TASK INSTRUCTIONS: Find the lines below holding the word "multiplexer" and copy each of them.

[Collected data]
# # # # #

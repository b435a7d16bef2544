//! # fm-md
//!
//! Candle and trade market data on top of the `fm-core` multiplexer.
//!
//! ## Architecture
//!
//! A consumer asks the [`broker::SubscriptionBroker`] for a candle or trade
//! stream. The broker attaches it to a compatible [`feed::Feed`] or opens one
//! through the shared connection multiplexer; the feed's pump decodes frames
//! with [`protocol`] and fans them out as [`event::FeedEvent`]s.
//!
//! ## Consumers
//!
//! - [`chart`]: `CandleChart`, a sequence-guarded, gap-free bar window
//! - [`trades`]: `TradeBars`, bars built from trade prints
//! - [`history`]: single-page REST candle history for seeding charts

pub mod broker;
pub mod chart;
pub mod event;
pub mod feed;
pub mod history;
pub mod protocol;
pub mod trades;

pub use broker::{BrokerConfig, SubscribeRequest, SubscriberHandle, SubscriptionBroker};
pub use chart::CandleChart;
pub use event::{CandleUpdate, FeedEvent, FeedStatus, TradeBatch};
pub use feed::FeedKey;
pub use history::HistoryClient;
pub use trades::TradeBars;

# # # # #

ANSWER BOX:
//! Candle and trade market data on top of the `fm-core` multiplexer.
//! through the shared connection multiplexer; the feed's pump decodes frames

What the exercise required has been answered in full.